> Work request
Please print the full listing exactly.

> Given data
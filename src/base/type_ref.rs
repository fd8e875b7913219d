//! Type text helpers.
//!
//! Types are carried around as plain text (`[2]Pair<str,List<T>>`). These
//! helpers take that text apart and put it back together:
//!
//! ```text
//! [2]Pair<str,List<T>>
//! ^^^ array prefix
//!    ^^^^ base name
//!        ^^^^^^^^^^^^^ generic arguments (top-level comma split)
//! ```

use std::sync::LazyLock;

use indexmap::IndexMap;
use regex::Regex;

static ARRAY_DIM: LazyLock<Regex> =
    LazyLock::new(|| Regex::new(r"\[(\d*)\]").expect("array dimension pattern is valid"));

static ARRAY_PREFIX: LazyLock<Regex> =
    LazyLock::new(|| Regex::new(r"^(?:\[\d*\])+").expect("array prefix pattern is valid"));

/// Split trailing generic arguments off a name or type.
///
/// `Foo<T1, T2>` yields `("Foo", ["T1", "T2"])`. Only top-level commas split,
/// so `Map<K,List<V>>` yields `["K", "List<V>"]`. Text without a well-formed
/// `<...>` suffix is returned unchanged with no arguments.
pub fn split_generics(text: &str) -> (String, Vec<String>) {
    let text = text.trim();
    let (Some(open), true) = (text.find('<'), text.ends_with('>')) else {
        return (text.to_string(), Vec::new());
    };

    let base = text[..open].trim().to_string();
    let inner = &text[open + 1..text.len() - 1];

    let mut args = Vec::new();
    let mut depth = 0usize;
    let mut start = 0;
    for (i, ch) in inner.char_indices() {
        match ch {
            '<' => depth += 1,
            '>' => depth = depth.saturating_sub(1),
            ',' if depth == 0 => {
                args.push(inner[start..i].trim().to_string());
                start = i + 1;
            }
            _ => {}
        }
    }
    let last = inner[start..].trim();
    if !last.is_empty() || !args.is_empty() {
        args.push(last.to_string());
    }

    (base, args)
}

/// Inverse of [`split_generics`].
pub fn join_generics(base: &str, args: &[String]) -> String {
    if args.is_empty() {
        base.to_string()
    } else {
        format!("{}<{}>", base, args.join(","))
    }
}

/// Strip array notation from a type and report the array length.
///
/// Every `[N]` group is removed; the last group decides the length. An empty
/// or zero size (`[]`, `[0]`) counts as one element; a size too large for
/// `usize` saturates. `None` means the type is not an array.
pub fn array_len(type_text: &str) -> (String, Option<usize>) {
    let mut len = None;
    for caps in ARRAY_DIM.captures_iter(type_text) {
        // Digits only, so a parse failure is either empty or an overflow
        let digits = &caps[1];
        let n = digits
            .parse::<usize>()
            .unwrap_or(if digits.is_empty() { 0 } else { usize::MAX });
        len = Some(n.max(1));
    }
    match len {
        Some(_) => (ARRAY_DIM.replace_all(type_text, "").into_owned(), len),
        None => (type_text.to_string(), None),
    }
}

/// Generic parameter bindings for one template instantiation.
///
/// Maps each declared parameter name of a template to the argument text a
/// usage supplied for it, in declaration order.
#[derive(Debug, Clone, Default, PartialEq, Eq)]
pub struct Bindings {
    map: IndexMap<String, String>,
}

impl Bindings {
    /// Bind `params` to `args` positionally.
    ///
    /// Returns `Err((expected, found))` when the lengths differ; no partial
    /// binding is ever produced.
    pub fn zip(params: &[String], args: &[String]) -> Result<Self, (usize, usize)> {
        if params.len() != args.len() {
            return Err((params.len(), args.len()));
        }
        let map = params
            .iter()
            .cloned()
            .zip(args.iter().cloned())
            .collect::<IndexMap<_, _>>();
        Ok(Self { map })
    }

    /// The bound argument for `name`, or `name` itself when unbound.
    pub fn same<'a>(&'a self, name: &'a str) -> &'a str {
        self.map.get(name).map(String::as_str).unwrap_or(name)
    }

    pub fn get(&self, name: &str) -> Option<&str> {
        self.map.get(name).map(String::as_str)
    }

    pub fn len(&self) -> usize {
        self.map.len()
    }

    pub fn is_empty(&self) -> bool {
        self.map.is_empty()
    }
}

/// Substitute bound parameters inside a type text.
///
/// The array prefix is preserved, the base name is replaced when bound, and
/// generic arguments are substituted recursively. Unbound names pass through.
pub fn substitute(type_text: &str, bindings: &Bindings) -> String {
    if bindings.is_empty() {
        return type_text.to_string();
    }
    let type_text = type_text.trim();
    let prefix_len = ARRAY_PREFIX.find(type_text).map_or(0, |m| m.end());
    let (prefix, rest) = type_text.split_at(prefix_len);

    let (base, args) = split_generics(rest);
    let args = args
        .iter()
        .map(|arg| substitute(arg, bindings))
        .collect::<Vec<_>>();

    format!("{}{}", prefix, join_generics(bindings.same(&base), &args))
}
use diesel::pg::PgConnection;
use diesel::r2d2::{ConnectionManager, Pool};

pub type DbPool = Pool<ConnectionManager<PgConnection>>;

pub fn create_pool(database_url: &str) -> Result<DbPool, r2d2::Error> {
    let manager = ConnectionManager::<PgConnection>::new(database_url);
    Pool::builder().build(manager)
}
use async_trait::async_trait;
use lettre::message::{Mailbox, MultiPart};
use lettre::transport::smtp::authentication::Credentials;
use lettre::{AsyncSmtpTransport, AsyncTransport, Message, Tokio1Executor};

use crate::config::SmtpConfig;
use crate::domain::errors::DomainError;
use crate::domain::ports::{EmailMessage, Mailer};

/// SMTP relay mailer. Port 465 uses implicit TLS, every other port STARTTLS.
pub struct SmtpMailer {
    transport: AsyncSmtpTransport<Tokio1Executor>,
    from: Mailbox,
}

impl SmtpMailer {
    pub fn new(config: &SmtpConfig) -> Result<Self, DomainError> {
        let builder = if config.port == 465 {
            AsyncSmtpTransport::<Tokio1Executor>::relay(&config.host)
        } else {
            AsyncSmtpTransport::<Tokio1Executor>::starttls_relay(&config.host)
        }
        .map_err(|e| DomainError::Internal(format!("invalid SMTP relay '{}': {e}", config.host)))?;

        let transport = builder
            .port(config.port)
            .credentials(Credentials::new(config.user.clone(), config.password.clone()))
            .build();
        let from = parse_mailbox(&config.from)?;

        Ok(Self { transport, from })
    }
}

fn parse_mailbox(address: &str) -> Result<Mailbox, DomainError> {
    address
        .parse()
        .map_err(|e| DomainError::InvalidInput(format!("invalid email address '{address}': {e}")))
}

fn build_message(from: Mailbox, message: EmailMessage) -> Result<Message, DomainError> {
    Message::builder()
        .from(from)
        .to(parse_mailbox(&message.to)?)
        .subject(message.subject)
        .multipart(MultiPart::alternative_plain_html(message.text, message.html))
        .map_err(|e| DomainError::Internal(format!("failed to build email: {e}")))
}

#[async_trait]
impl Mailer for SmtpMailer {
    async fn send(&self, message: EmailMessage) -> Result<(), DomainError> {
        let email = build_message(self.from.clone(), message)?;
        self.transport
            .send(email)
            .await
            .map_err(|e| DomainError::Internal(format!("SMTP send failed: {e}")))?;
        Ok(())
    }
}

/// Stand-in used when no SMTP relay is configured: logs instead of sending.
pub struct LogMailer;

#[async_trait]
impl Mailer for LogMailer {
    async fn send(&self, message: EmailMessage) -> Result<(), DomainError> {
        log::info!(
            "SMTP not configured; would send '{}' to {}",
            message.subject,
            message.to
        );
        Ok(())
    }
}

> Written reply
filename src/base/type_ref.rs
repository fd8e875b7913219d
//! Type text helpers.
//!
//! Types are carried around as plain text (`[2]Pair<str,List<T>>`). These
//! helpers take that text apart and put it back together:
//!
//! ```text
//! [2]Pair<str,List<T>>
//! ^^^ array prefix
//!    ^^^^ base name
//!        ^^^^^^^^^^^^^ generic arguments (top-level comma split)
//! ```

use std::sync::LazyLock;

use indexmap::IndexMap;
use regex::Regex;

static ARRAY_DIM: LazyLock<Regex> =
    LazyLock::new(|| Regex::new(r"\[(\d*)\]").expect("array dimension pattern is valid"));

static ARRAY_PREFIX: LazyLock<Regex> =
    LazyLock::new(|| Regex::new(r"^(?:\[\d*\])+").expect("array prefix pattern is valid"));

/// Split trailing generic arguments off a name or type.
///
/// `Foo<T1, T2>` yields `("Foo", ["T1", "T2"])`. Only top-level commas split,
/// so `Map<K,List<V>>` yields `["K", "List<V>"]`. Text without a well-formed
/// `<...>` suffix is returned unchanged with no arguments.
pub fn split_generics(text: &str) -> (String, Vec<String>) {
    let text = text.trim();
    let (Some(open), true) = (text.find('<'), text.ends_with('>')) else {
        return (text.to_string(), Vec::new());
    };

    let base = text[..open].trim().to_string();
    let inner = &text[open + 1..text.len() - 1];

    let mut args = Vec::new();
    let mut depth = 0usize;
    let mut start = 0;
    for (i, ch) in inner.char_indices() {
        match ch {
            '<' => depth += 1,
            '>' => depth = depth.saturating_sub(1),
            ',' if depth == 0 => {
                args.push(inner[start..i].trim().to_string());
                start = i + 1;
            }
            _ => {}
        }
    }
    let last = inner[start..].trim();
    if !last.is_empty() || !args.is_empty() {
        args.push(last.to_string());
    }

    (base, args)
}

/// Inverse of [`split_generics`].
pub fn join_generics(base: &str, args: &[String]) -> String {
    if args.is_empty() {
        base.to_string()
    } else {
        format!("{}<{}>", base, args.join(","))
    }
}

/// Strip array notation from a type and report the array length.
///
/// Every `[N]` group is removed; the last group decides the length. An empty
/// or zero size (`[]`, `[0]`) counts as one element; a size too large for
/// `usize` saturates. `None` means the type is not an array.
pub fn array_len(type_text: &str) -> (String, Option<usize>) {
    let mut len = None;
    for caps in ARRAY_DIM.captures_iter(type_text) {
        // Digits only, so a parse failure is either empty or an overflow
        let digits = &caps[1];
        let n = digits
            .parse::<usize>()
            .unwrap_or(if digits.is_empty() { 0 } else { usize::MAX });
        len = Some(n.max(1));
    }
    match len {
        Some(_) => (ARRAY_DIM.replace_all(type_text, "").into_owned(), len),
        None => (type_text.to_string(), None),
    }
}

/// Generic parameter bindings for one template instantiation.
///
/// Maps each declared parameter name of a template to the argument text a
/// usage supplied for it, in declaration order.
#[derive(Debug, Clone, Default, PartialEq, Eq)]
pub struct Bindings {
    map: IndexMap<String, String>,
}

impl Bindings {
    /// Bind `params` to `args` positionally.
    ///
    /// Returns `Err((expected, found))` when the lengths differ; no partial
    /// binding is ever produced.
    pub fn zip(params: &[String], args: &[String]) -> Result<Self, (usize, usize)> {
        if params.len() != args.len() {
            return Err((params.len(), args.len()));
        }
        let map = params
            .iter()
            .cloned()
            .zip(args.iter().cloned())
            .collect::<IndexMap<_, _>>();
        Ok(Self { map })
    }

    /// The bound argument for `name`, or `name` itself when unbound.
    pub fn same<'a>(&'a self, name: &'a str) -> &'a str {
        self.map.get(name).map(String::as_str).unwrap_or(name)
    }

    pub fn get(&self, name: &str) -> Option<&str> {
        self.map.get(name).map(String::as_str)
    }

    pub fn len(&self) -> usize {
        self.map.len()
    }

    pub fn is_empty(&self) -> bool {
        self.map.is_empty()
    }
}

/// Substitute bound parameters inside a type text.
///
/// The array prefix is preserved, the base name is replaced when bound, and
/// generic arguments are substituted recursively. Unbound names pass through.
pub fn substitute(type_text: &str, bindings: &Bindings) -> String {
    if bindings.is_empty() {
        return type_text.to_string();
    }
    let type_text = type_text.trim();
    let prefix_len = ARRAY_PREFIX.find(type_text).map_or(0, |m| m.end());
    let (prefix, rest) = type_text.split_at(prefix_len);

    let (base, args) = split_generics(rest);
    let args = args
        .iter()
        .map(|arg| substitute(arg, bindings))
        .collect::<Vec<_>>();

    format!("{}{}", prefix, join_generics(bindings.same(&base), &args))
}
use diesel::pg::PgConnection;
use diesel::r2d2::{ConnectionManager, Pool};

pub type DbPool = Pool<ConnectionManager<PgConnection>>;

pub fn create_pool(database_url: &str) -> Result<DbPool, r2d2::Error> {
    let manager = ConnectionManager::<PgConnection>::new(database_url);
    Pool::builder().build(manager)
}
use async_trait::async_trait;
use lettre::message::{Mailbox, MultiPart};
use lettre::transport::smtp::authentication::Credentials;
use lettre::{AsyncSmtpTransport, AsyncTransport, Message, Tokio1Executor};

use crate::config::SmtpConfig;
use crate::domain::errors::DomainError;
use crate::domain::ports::{EmailMessage, Mailer};

/// SMTP relay mailer. Port 465 uses implicit TLS, every other port STARTTLS.
pub struct SmtpMailer {
    transport: AsyncSmtpTransport<Tokio1Executor>,
    from: Mailbox,
}

impl SmtpMailer {
    pub fn new(config: &SmtpConfig) -> Result<Self, DomainError> {
        let builder = if config.port == 465 {
            AsyncSmtpTransport::<Tokio1Executor>::relay(&config.host)
        } else {
            AsyncSmtpTransport::<Tokio1Executor>::starttls_relay(&config.host)
        }
        .map_err(|e| DomainError::Internal(format!("invalid SMTP relay '{}': {e}", config.host)))?;

        let transport = builder
            .port(config.port)
            .credentials(Credentials::new(config.user.clone(), config.password.clone()))
            .build();
        let from = parse_mailbox(&config.from)?;

        Ok(Self { transport, from })
    }
}

fn parse_mailbox(address: &str) -> Result<Mailbox, DomainError> {
    address
        .parse()
        .map_err(|e| DomainError::InvalidInput(format!("invalid email address '{address}': {e}")))
}

fn build_message(from: Mailbox, message: EmailMessage) -> Result<Message, DomainError> {
    Message::builder()
        .from(from)
        .to(parse_mailbox(&message.to)?)
        .subject(message.subject)
        .multipart(MultiPart::alternative_plain_html(message.text, message.html))
        .map_err(|e| DomainError::Internal(format!("failed to build email: {e}")))
}

#[async_trait]
impl Mailer for SmtpMailer {
    async fn send(&self, message: EmailMessage) -> Result<(), DomainError> {
        let email = build_message(self.from.clone(), message)?;
        self.transport
            .send(email)
            .await
            .map_err(|e| DomainError::Internal(format!("SMTP send failed: {e}")))?;
        Ok(())
    }
}

/// Stand-in used when no SMTP relay is configured: logs instead of sending.
pub struct LogMailer;

#[async_trait]
impl Mailer for LogMailer {
    async fn send(&self, message: EmailMessage) -> Result<(), DomainError> {
        log::info!(
            "SMTP not configured; would send '{}' to {}",
            message.subject,
            message.to
        );
        Ok(())
    }
}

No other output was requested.